● **Action item**: Only the lines from the top of the data through the line containing "be at least" should be duplicated, exactly as they appear.

Stored items
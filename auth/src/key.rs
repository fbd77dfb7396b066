use std::fmt;

use base64::engine::general_purpose::STANDARD;
use base64::Engine;

use crate::errors::ConfigurationError;

/// Minimum key length for HS256 (256 bits).
pub const MIN_KEY_BYTES: usize = 32;

/// Symmetric signing key derived from the configured secret.
///
/// The secret is read as standard base64 first; if it is not valid base64 its
/// raw UTF-8 bytes are used instead. Either way the key must be at least
/// [`MIN_KEY_BYTES`] long. A secret that decodes as base64 but is too short is
/// rejected outright and never reinterpreted as raw text.
///
/// Decoding is strict: padding must be present, whitespace or line breaks are
/// not skipped, and trailing bits must be zero. A wrapped or non-canonical
/// base64 secret is therefore used as raw text. The chosen interpretation is
/// logged at debug level.
#[derive(Clone)]
pub struct KeyMaterial(Vec<u8>);

impl KeyMaterial {
    /// Resolve the signing key from a configured secret.
    ///
    /// # Arguments
    /// * `secret` - Configured secret, standard base64 or plain text
    ///
    /// # Returns
    /// Key material of at least 32 bytes
    ///
    /// # Errors
    /// * `MissingSecret` - Secret is empty or whitespace
    /// * `KeyTooShort` - Resulting key is shorter than 32 bytes
    pub fn resolve(secret: &str) -> Result<Self, ConfigurationError> {
        if secret.trim().is_empty() {
            return Err(ConfigurationError::MissingSecret);
        }

        let bytes = match STANDARD.decode(secret) {
            Ok(decoded) => {
                tracing::debug!(key_bytes = decoded.len(), "Signing secret read as base64");
                decoded
            }
            Err(e) => {
                tracing::debug!(
                    key_bytes = secret.len(),
                    reason = %e,
                    "Signing secret is not base64, using raw bytes"
                );
                secret.as_bytes().to_vec()
            }
        };

        if bytes.len() < MIN_KEY_BYTES {
            return Err(ConfigurationError::KeyTooShort {
                len: bytes.len(),
                min: MIN_KEY_BYTES,
            });
        }

        Ok(Self(bytes))
    }

    /// Raw key bytes for HMAC signing and verification.
    pub fn as_bytes(&self) -> &[u8] {
        &self.0
    }

    /// Key length in bytes.
    pub fn len(&self) -> usize {
        self.0.len()
    }

    pub fn is_empty(&self) -> bool {
        self.0.is_empty()
    }
}

impl fmt::Debug for KeyMaterial {
    fn fmt(&self, f: &mut fmt::Formatter<'_>) -> fmt::Result {
        write!(f, "KeyMaterial([REDACTED; {} bytes])", self.0.len())
    }
}
use thiserror::Error;

use crate::rpc::BaseRequest;
use crate::sign::{calc_sign, now_millis, sign_matches};

/// Maximum drift, in either direction, between a request timestamp and the
/// server clock.
pub const SIGN_WINDOW_MS: u64 = 3_600_000;

#[derive(Debug, Error, Clone, PartialEq, Eq)]
pub enum AuthError {
    #[error("server sign key is set, the sign field is required")]
    MissingSignature,
    #[error("server sign key is set, the timestamp field is required")]
    MissingTimestamp,
    #[error("timestamp check failed: drift from server time ({now}) must not exceed 1 hour (diff_time={diff})")]
    ReplayWindowExceeded { now: i64, diff: u64 },
    #[error("signature check failed")]
    SignatureMismatch,
}

/// Checks `request` against the server sign key using the wall clock.
pub fn verify<T>(request: &BaseRequest<T>, server_secret: &str) -> Result<(), AuthError> {
    verify_at(request, server_secret, now_millis())
}

/// Same as [`verify`] with an explicit server time in milliseconds.
///
/// An empty secret disables signing entirely and every request passes.
pub fn verify_at<T>(
    request: &BaseRequest<T>,
    server_secret: &str,
    now_ms: i64,
) -> Result<(), AuthError> {
    if server_secret.is_empty() {
        return Ok(());
    }

    let provided = request
        .sign
        .as_deref()
        .filter(|value| !value.is_empty())
        .ok_or(AuthError::MissingSignature)?;
    let timestamp = request
        .timestamp
        .filter(|value| *value != 0)
        .ok_or(AuthError::MissingTimestamp)?;

    let diff = now_ms.abs_diff(timestamp);
    if diff > SIGN_WINDOW_MS {
        return Err(AuthError::ReplayWindowExceeded { now: now_ms, diff });
    }

    let expected = calc_sign(&timestamp.to_string(), server_secret);
    if !sign_matches(&expected, provided) {
        return Err(AuthError::SignatureMismatch);
    }
    Ok(())
}

/// Client-side check of a signed reply.
///
/// Replies carry no replay window; only presence and signature are checked,
/// and only when the client sign key is set.
pub fn verify_reply(timestamp: i64, sign: Option<&str>, client_secret: &str) -> Result<(), AuthError> {
    if client_secret.is_empty() {
        return Ok(());
    }
    let provided = sign
        .filter(|value| !value.is_empty())
        .ok_or(AuthError::MissingSignature)?;
    let expected = calc_sign(&timestamp.to_string(), client_secret);
    if !sign_matches(&expected, provided) {
        return Err(AuthError::SignatureMismatch);
    }
    Ok(())
}
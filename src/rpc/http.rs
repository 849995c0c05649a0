use std::sync::Arc;

use tokio::io::{AsyncRead, AsyncReadExt, AsyncWrite, AsyncWriteExt};

use super::{ControlDaemon, ResponseEnvelope, ServerError};

/// Upper bound on one buffered request, headers and body together.
pub const MAX_REQUEST_BYTES: usize = 1024 * 1024;

pub fn find_header_end(buffer: &[u8]) -> Option<usize> {
    buffer.windows(4).position(|window| window == b"\r\n\r\n")
}

pub fn parse_content_length(headers: &[u8]) -> Option<usize> {
    let text = std::str::from_utf8(headers).ok()?;
    text.lines().find_map(|line| {
        let (name, value) = line.split_once(':')?;
        if name.trim().eq_ignore_ascii_case("content-length") {
            value.trim().parse().ok()
        } else {
            None
        }
    })
}

/// Returns `(method, path)` from the request line.
pub fn parse_request_line(headers: &[u8]) -> Option<(String, String)> {
    let text = std::str::from_utf8(headers).ok()?;
    let mut parts = text.lines().next()?.split_whitespace();
    let method = parts.next()?.to_string();
    let path = parts.next()?.to_string();
    Some((method, path))
}

/// Parses a raw HTTP/1.1 request and produces the full raw response.
pub fn handle_http_request(
    daemon: &ControlDaemon,
    request: &[u8],
) -> Result<Vec<u8>, std::io::Error> {
    let header_end = find_header_end(request).ok_or_else(|| {
        std::io::Error::new(std::io::ErrorKind::InvalidData, "incomplete http headers")
    })?;
    let headers = &request[..header_end];
    let (method, path) = parse_request_line(headers).ok_or_else(|| {
        std::io::Error::new(std::io::ErrorKind::InvalidData, "malformed request line")
    })?;

    if !method.eq_ignore_ascii_case("POST") {
        let err = ServerError::method_not_allowed(&method);
        let secret = daemon.server_settings().server_sign_key;
        let body = ResponseEnvelope::failure(err.message, &secret).to_json();
        return Ok(build_json_response(err.status, &body));
    }

    let body_start = header_end + 4;
    let body_end = match parse_content_length(headers) {
        Some(length) => body_start.saturating_add(length).min(request.len()),
        None => request.len(),
    };
    let body = request.get(body_start..body_end).unwrap_or_default();

    let reply = daemon.handle_request(&path, body);
    Ok(build_json_response(reply.status, &reply.body))
}

pub fn build_json_response(status: u16, body: &str) -> Vec<u8> {
    format!(
        "HTTP/1.1 {} {}\r\nContent-Type: application/json; charset=utf-8\r\nContent-Length: {}\r\nConnection: close\r\n\r\n{}",
        status,
        status_text(status),
        body.len(),
        body
    )
    .into_bytes()
}

pub fn build_error_response(message: &str) -> Vec<u8> {
    format!(
        "HTTP/1.1 500 Internal Server Error\r\nContent-Type: text/plain; charset=utf-8\r\nContent-Length: {}\r\nConnection: close\r\n\r\n{}",
        message.len(),
        message
    )
    .into_bytes()
}

fn status_text(status: u16) -> &'static str {
    match status {
        200 => "OK",
        404 => "Not Found",
        405 => "Method Not Allowed",
        _ => "Internal Server Error",
    }
}

/// Whether `buffer` holds a full request. Fails once the request cannot fit
/// in [`MAX_REQUEST_BYTES`], including when the declared length overflows.
pub fn request_complete(buffer: &[u8]) -> Result<bool, std::io::Error> {
    let too_large = || std::io::Error::new(std::io::ErrorKind::InvalidData, "request too large");
    let Some(header_end) = find_header_end(buffer) else {
        if buffer.len() > MAX_REQUEST_BYTES {
            return Err(too_large());
        }
        return Ok(false);
    };
    let Some(length) = parse_content_length(&buffer[..header_end]) else {
        return Ok(true);
    };
    let total = header_end
        .checked_add(4)
        .and_then(|body_start| body_start.checked_add(length))
        .filter(|total| *total <= MAX_REQUEST_BYTES)
        .ok_or_else(too_large)?;
    Ok(buffer.len() >= total)
}

/// Reads one request from `stream`, writes the reply and shuts the stream
/// down. The daemon call, store lock and sqlite writes included, runs on the
/// blocking pool.
pub async fn serve_connection<S>(daemon: Arc<ControlDaemon>, stream: &mut S) -> std::io::Result<()>
where
    S: AsyncRead + AsyncWrite + Unpin,
{
    let mut buffer = Vec::new();
    let mut chunk = [0u8; 4096];
    let mut rejected = None;
    loop {
        let read = stream.read(&mut chunk).await?;
        if read == 0 {
            break;
        }
        buffer.extend_from_slice(&chunk[..read]);
        match request_complete(&buffer) {
            Ok(true) => break,
            Ok(false) => {}
            Err(err) => {
                rejected = Some(build_error_response(&format!("control error: {}", err)));
                break;
            }
        }
    }

    if buffer.is_empty() {
        return Ok(());
    }

    let response = match rejected {
        Some(response) => response,
        None => tokio::task::spawn_blocking(move || handle_http_request(&daemon, &buffer))
            .await
            .map_err(std::io::Error::other)?
            .unwrap_or_else(|err| build_error_response(&format!("control error: {}", err))),
    };
    stream.write_all(&response).await?;
    stream.shutdown().await
}
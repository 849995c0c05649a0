use std::io::{self, Read, Write};
use std::net::{Shutdown, TcpStream};

use serde_json::{json, Value as JsonValue};

use crate::auth::{verify_reply, AuthError};
use crate::clone::CloneInfo;
use crate::rpc::{BaseRequest, Endpoint, ResponseEnvelope};
use crate::sign::{calc_sign, now_millis};

/// Wraps `data` into a request body signed with the client key. Without a
/// key the request carries only the timestamp.
pub fn build_signed_request(
    data: Option<JsonValue>,
    client_secret: &str,
    now_ms: i64,
) -> BaseRequest<JsonValue> {
    let sign = (!client_secret.is_empty()).then(|| calc_sign(&now_ms.to_string(), client_secret));
    BaseRequest {
        data,
        timestamp: Some(now_ms),
        sign,
    }
}

pub fn build_http_post(path: &str, host: &str, body: &[u8]) -> Vec<u8> {
    let mut request = format!(
        "POST {} HTTP/1.1\r\nHost: {}\r\nContent-Type: application/json; charset=utf-8\r\nContent-Length: {}\r\nConnection: close\r\n\r\n",
        path,
        host,
        body.len()
    )
    .into_bytes();
    request.extend_from_slice(body);
    request
}

/// Splits a raw HTTP response into its status code and body.
pub fn parse_http_response(response: &[u8]) -> io::Result<(u16, Vec<u8>)> {
    let header_end = response
        .windows(4)
        .position(|window| window == b"\r\n\r\n")
        .ok_or_else(|| io::Error::new(io::ErrorKind::InvalidData, "missing http header terminator"))?;
    let status_line = std::str::from_utf8(&response[..header_end])
        .ok()
        .and_then(|headers| headers.lines().next())
        .ok_or_else(|| io::Error::new(io::ErrorKind::InvalidData, "missing status line"))?;
    let status = status_line
        .split_whitespace()
        .nth(1)
        .and_then(|code| code.parse::<u16>().ok())
        .ok_or_else(|| io::Error::new(io::ErrorKind::InvalidData, "malformed status line"))?;
    Ok((status, response[header_end + 4..].to_vec()))
}

pub fn parse_response(body: &[u8]) -> Result<ResponseEnvelope, serde_json::Error> {
    serde_json::from_slice(body)
}

/// Strips an optional scheme and trailing slash from a configured server
/// address, leaving `host:port`.
pub fn normalize_server_address(address: &str) -> String {
    let trimmed = address.trim();
    let without_scheme = trimmed
        .strip_prefix("http://")
        .or_else(|| trimmed.strip_prefix("https://"))
        .unwrap_or(trimmed);
    without_scheme.trim_end_matches('/').to_string()
}

/// Blocking client for a remote control server.
pub struct ControlClient {
    address: String,
    client_sign_key: String,
}

impl ControlClient {
    pub fn new(server_address: &str, client_sign_key: impl Into<String>) -> Self {
        Self {
            address: normalize_server_address(server_address),
            client_sign_key: client_sign_key.into(),
        }
    }

    pub fn address(&self) -> &str {
        &self.address
    }

    /// Sends one signed request and returns the verified reply envelope.
    /// Failure envelopes come back as errors carrying the server message.
    pub fn call(&self, endpoint: Endpoint, data: Option<JsonValue>) -> io::Result<ResponseEnvelope> {
        let request = build_signed_request(data, &self.client_sign_key, now_millis());
        let body = serde_json::to_vec(&request).map_err(io::Error::other)?;
        let raw = build_http_post(endpoint.path(), &self.address, &body);

        let mut stream = TcpStream::connect(&self.address)?;
        stream.write_all(&raw)?;
        stream.shutdown(Shutdown::Write)?;
        let mut response = Vec::new();
        stream.read_to_end(&mut response)?;

        let (_status, body) = parse_http_response(&response)?;
        let envelope = parse_response(&body)
            .map_err(|err| io::Error::new(io::ErrorKind::InvalidData, err))?;
        check_reply(&envelope, &self.client_sign_key).map_err(|err| {
            io::Error::new(io::ErrorKind::PermissionDenied, err)
        })?;
        if !envelope.is_success() {
            return Err(io::Error::other(envelope.msg));
        }
        Ok(envelope)
    }

    pub fn query_config(&self) -> io::Result<JsonValue> {
        let envelope = self.call(Endpoint::ConfigQuery, None)?;
        Ok(envelope.data.unwrap_or(JsonValue::Null))
    }

    pub fn pull(&self, local_version_code: i64) -> io::Result<CloneInfo> {
        let envelope = self.call(
            Endpoint::ClonePull,
            Some(json!({ "version_code": local_version_code })),
        )?;
        let data = envelope
            .data
            .ok_or_else(|| io::Error::new(io::ErrorKind::InvalidData, "clone pull returned no data"))?;
        serde_json::from_value(data).map_err(|err| io::Error::new(io::ErrorKind::InvalidData, err))
    }

    pub fn push(&self, snapshot: &CloneInfo) -> io::Result<()> {
        let data = serde_json::to_value(snapshot).map_err(io::Error::other)?;
        self.call(Endpoint::ClonePush, Some(data))?;
        Ok(())
    }
}

/// Checks the reply signature with the client key.
pub fn check_reply(envelope: &ResponseEnvelope, client_secret: &str) -> Result<(), AuthError> {
    verify_reply(envelope.timestamp, envelope.sign.as_deref(), client_secret)
}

● **Your solution**:
filename auth/src/key.rs
repository fbd77dfb7396b066
use std::fmt;

use base64::engine::general_purpose::STANDARD;
use base64::Engine;

use crate::errors::ConfigurationError;

/// Minimum key length for HS256 (256 bits).
pub const MIN_KEY_BYTES: usize = 32;

/// Symmetric signing key derived from the configured secret.
///
/// The secret is read as standard base64 first; if it is not valid base64 its
/// raw UTF-8 bytes are used instead. Either way the key must be at least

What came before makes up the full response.